**Exercise materials:**
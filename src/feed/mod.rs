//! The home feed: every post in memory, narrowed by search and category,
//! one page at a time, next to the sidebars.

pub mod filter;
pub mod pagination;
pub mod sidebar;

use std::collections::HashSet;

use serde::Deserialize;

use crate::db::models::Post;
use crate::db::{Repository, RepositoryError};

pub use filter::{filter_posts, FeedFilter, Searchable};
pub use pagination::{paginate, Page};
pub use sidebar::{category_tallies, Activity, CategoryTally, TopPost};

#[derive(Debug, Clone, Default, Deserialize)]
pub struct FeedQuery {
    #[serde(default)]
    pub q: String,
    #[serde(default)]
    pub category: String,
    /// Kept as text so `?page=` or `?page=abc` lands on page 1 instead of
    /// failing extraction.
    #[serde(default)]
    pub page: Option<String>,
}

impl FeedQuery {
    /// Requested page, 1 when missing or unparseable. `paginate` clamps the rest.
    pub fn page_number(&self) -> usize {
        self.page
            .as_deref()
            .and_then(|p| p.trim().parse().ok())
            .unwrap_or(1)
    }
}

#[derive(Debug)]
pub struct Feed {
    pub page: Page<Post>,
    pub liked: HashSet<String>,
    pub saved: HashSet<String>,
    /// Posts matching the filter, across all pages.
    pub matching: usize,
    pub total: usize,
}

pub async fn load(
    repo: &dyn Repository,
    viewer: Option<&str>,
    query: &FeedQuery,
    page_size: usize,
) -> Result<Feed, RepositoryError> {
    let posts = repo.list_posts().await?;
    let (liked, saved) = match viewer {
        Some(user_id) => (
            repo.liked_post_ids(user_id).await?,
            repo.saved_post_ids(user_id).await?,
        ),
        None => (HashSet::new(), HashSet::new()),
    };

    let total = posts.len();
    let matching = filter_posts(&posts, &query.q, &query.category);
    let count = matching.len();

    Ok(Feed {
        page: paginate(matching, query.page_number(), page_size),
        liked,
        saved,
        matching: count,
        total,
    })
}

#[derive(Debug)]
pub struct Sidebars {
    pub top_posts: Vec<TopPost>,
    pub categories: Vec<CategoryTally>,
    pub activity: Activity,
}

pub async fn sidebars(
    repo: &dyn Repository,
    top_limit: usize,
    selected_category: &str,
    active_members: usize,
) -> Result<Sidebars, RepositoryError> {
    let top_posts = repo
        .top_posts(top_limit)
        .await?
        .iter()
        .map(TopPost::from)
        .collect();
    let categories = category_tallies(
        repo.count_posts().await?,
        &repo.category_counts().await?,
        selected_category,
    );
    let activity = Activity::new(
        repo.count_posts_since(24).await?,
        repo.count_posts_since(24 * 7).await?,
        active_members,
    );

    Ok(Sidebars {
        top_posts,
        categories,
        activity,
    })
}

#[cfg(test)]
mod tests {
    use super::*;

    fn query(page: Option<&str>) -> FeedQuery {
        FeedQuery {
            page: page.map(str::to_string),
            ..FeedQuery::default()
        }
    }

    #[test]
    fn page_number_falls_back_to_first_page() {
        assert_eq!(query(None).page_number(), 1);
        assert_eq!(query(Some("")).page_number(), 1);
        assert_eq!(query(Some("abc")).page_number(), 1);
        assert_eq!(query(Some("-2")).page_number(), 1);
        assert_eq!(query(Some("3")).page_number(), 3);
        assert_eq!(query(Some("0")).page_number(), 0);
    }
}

**Work to be completed:** Gather up every line in the data above that contains the word "pagination", copying each one.

**Expected answer:**
pub mod pagination;
pub use pagination::{paginate, Page};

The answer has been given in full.